ASSIGNMENT
In the data, find each line where the word "Duration" appears and list that line.
= = =
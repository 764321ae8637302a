//! WebSocket server: many clients, one event stream.

use std::net::SocketAddr;
use std::sync::Arc;
use std::time::Duration;

use async_trait::async_trait;
use futures::StreamExt;
use tactile_core::{InboundEvent, TransportKind, TransportState};
use tokio::net::{TcpListener, TcpStream};
use tokio_tungstenite::tungstenite::Message;
use tokio_util::sync::CancellationToken;
use tokio_util::task::TaskTracker;
use tracing::{debug, info, warn};

use super::connection::{ClientConnection, ConnectionRegistry};
use crate::config::WebSocketConfig;
use crate::errors::{DecodeError, TransportError};
use crate::lifecycle::Lifecycle;
use crate::metrics::{WS_CONNECTIONS_ACTIVE, WS_CONNECTIONS_REJECTED_TOTAL, WS_CONNECTIONS_TOTAL};
use crate::sink::EventSink;
use crate::transport::{StatusObserver, TransportServer};
use crate::{frames, osc};

/// Bound on the opening handshake of a new client.
const HANDSHAKE_TIMEOUT: Duration = Duration::from_secs(5);
/// Bound on sending a close frame during shutdown.
const CLOSE_TIMEOUT: Duration = Duration::from_millis(500);

/// Connection-oriented server accepting multiple WebSocket clients.
pub struct WebSocketServer {
    config: WebSocketConfig,
    lifecycle: Arc<Lifecycle>,
    connections: Arc<ConnectionRegistry>,
}

impl WebSocketServer {
    /// Create a stopped server.
    pub fn new(config: WebSocketConfig) -> Self {
        Self {
            config,
            lifecycle: Arc::new(Lifecycle::new(TransportKind::WebSocket)),
            connections: Arc::new(ConnectionRegistry::new()),
        }
    }

    /// Server configuration.
    pub fn config(&self) -> &WebSocketConfig {
        &self.config
    }

    /// Number of connected clients.
    pub fn connection_count(&self) -> usize {
        self.connections.len()
    }

    /// Connected clients.
    pub fn connections(&self) -> Vec<Arc<ClientConnection>> {
        self.connections.all()
    }
}

#[async_trait]
impl TransportServer for WebSocketServer {
    fn kind(&self) -> TransportKind {
        TransportKind::WebSocket
    }

    fn state(&self) -> TransportState {
        self.lifecycle.state()
    }

    fn local_addr(&self) -> Option<SocketAddr> {
        self.lifecycle.local_addr()
    }

    fn decode_errors(&self) -> u64 {
        self.lifecycle.decode_errors()
    }

    fn on_event(&self, sink: Arc<dyn EventSink>) {
        self.lifecycle.set_sink(sink);
    }

    fn on_status_change(&self, observer: StatusObserver) {
        self.lifecycle.add_observer(observer);
    }

    async fn start(&self) -> Result<SocketAddr, TransportError> {
        let token = self.lifecycle.begin_start()?;
        let bind_addr = self.config.bind_addr.as_str();

        let bound = tokio::select! {
            () = token.cancelled() => None,
            res = TcpListener::bind(bind_addr) => Some(res),
        };
        let listener = match bound {
            Some(Ok(listener)) => listener,
            Some(Err(source)) => {
                self.lifecycle.fail_start();
                return Err(TransportError::Bind {
                    addr: bind_addr.to_string(),
                    source,
                });
            }
            None => {
                self.lifecycle.fail_start();
                return Err(TransportError::Cancelled);
            }
        };
        let addr = match listener.local_addr() {
            Ok(addr) => addr,
            Err(e) => {
                self.lifecycle.fail_start();
                return Err(e.into());
            }
        };

        let ctx = ServerContext {
            lifecycle: Arc::clone(&self.lifecycle),
            connections: Arc::clone(&self.connections),
            config: self.config.clone(),
        };
        self.lifecycle
            .activate(addr, move |token| tokio::spawn(accept_loop(listener, ctx, token)))
    }

    async fn shutdown(&self) {
        self.lifecycle.shutdown().await;
    }
}

/// Everything a connection task needs, cloned per client.
#[derive(Clone)]
struct ServerContext {
    lifecycle: Arc<Lifecycle>,
    connections: Arc<ConnectionRegistry>,
    config: WebSocketConfig,
}

async fn accept_loop(listener: TcpListener, ctx: ServerContext, token: CancellationToken) {
    let tracker = TaskTracker::new();

    loop {
        tokio::select! {
            () = token.cancelled() => break,
            res = listener.accept() => match res {
                Ok((stream, peer)) => {
                    let connection = Arc::new(ClientConnection::new(peer));
                    if !ctx.connections.try_add(Arc::clone(&connection), ctx.config.max_connections) {
                        metrics::counter!(WS_CONNECTIONS_REJECTED_TOTAL).increment(1);
                        warn!(%peer, max = ctx.config.max_connections, "connection limit reached, refusing client");
                        drop(stream);
                        continue;
                    }
                    metrics::counter!(WS_CONNECTIONS_TOTAL).increment(1);
                    record_active(&ctx.connections);
                    let _ = tracker.spawn(serve_connection(
                        stream,
                        connection,
                        ctx.clone(),
                        token.child_token(),
                    ));
                }
                Err(e) => warn!(error = %e, "accept failed"),
            },
        }
    }

    // Stop accepting before draining clients.
    drop(listener);
    tracker.close();
    tracker.wait().await;
    debug!("websocket accept loop exited");
}

async fn serve_connection(
    stream: TcpStream,
    connection: Arc<ClientConnection>,
    ctx: ServerContext,
    token: CancellationToken,
) {
    let peer = connection.peer;
    info!(conn_id = %connection.id, %peer, "client connected");

    let handshake = tokio::select! {
        () = token.cancelled() => None,
        res = tokio::time::timeout(HANDSHAKE_TIMEOUT, tokio_tungstenite::accept_async(stream)) => Some(res),
    };
    match handshake {
        Some(Ok(Ok(ws))) => read_loop(ws, &connection, &ctx, &token).await,
        Some(Ok(Err(e))) => debug!(%peer, error = %e, "websocket handshake failed"),
        Some(Err(_)) => debug!(%peer, "websocket handshake timed out"),
        None => {}
    }

    let _ = ctx.connections.remove(&connection.id);
    record_active(&ctx.connections);
    info!(
        conn_id = %connection.id,
        %peer,
        messages = connection.message_count(),
        age_ms = u64::try_from(connection.age().as_millis()).unwrap_or(u64::MAX),
        "client disconnected"
    );
}

async fn read_loop(
    mut ws: tokio_tungstenite::WebSocketStream<TcpStream>,
    connection: &ClientConnection,
    ctx: &ServerContext,
    token: &CancellationToken,
) {
    loop {
        let message = tokio::select! {
            () = token.cancelled() => {
                let _ = tokio::time::timeout(CLOSE_TIMEOUT, ws.close(None)).await;
                break;
            }
            msg = ws.next() => msg,
        };

        let decoded = match message {
            Some(Ok(Message::Text(text))) => {
                Some(decode_limited(text.len(), ctx.config.max_message_size, || {
                    frames::decode_text_frame(text.as_str())
                }))
            }
            Some(Ok(Message::Binary(data))) => {
                Some(decode_limited(data.len(), ctx.config.max_message_size, || {
                    osc::decode_packet(&data)
                }))
            }
            Some(Ok(Message::Ping(_) | Message::Pong(_) | Message::Frame(_))) => None,
            Some(Ok(Message::Close(_))) | None => break,
            Some(Err(e)) => {
                debug!(conn_id = %connection.id, error = %e, "websocket read failed");
                break;
            }
        };

        match decoded {
            Some(Ok(events)) => {
                connection.record_message();
                for event in events {
                    ctx.lifecycle.deliver(event).await;
                }
            }
            Some(Err(e)) => {
                connection.record_decode_error();
                ctx.lifecycle.record_decode_error(&e, Some(connection.peer));
            }
            None => {}
        }
    }
}

#[allow(clippy::cast_precision_loss)]
fn record_active(connections: &ConnectionRegistry) {
    metrics::gauge!(WS_CONNECTIONS_ACTIVE).set(connections.len() as f64);
}

fn decode_limited<F>(size: usize, limit: usize, decode: F) -> Result<Vec<InboundEvent>, DecodeError>
where
    F: FnOnce() -> Result<Vec<InboundEvent>, DecodeError>,
{
    if size > limit {
        return Err(DecodeError::TooLarge { size, limit });
    }
    decode()
}

#[cfg(test)]
mod tests {
    use super::*;
    use assert_matches::assert_matches;

    #[test]
    fn oversize_message_is_not_decoded() {
        let mut called = false;
        let result = decode_limited(10, 4, || {
            called = true;
            Ok(Vec::new())
        });
        assert_matches!(result, Err(DecodeError::TooLarge { size: 10, limit: 4 }));
        assert!(!called);
    }

    #[test]
    fn message_at_limit_is_decoded() {
        let result = decode_limited(4, 4, || Ok(vec![InboundEvent::new("/a", 1.0)]));
        assert_eq!(result.unwrap().len(), 1);
    }

    #[tokio::test]
    async fn new_server_is_stopped() {
        let server = WebSocketServer::new(WebSocketConfig::new("127.0.0.1:0"));
        assert_eq!(server.state(), TransportState::Stopped);
        assert_eq!(server.connection_count(), 0);
        assert!(server.local_addr().is_none());
        server.shutdown().await;
    }
}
= = =
ANSWER BOX
use std::time::Duration;
const HANDSHAKE_TIMEOUT: Duration = Duration::from_secs(5);
const CLOSE_TIMEOUT: Duration = Duration::from_millis(500);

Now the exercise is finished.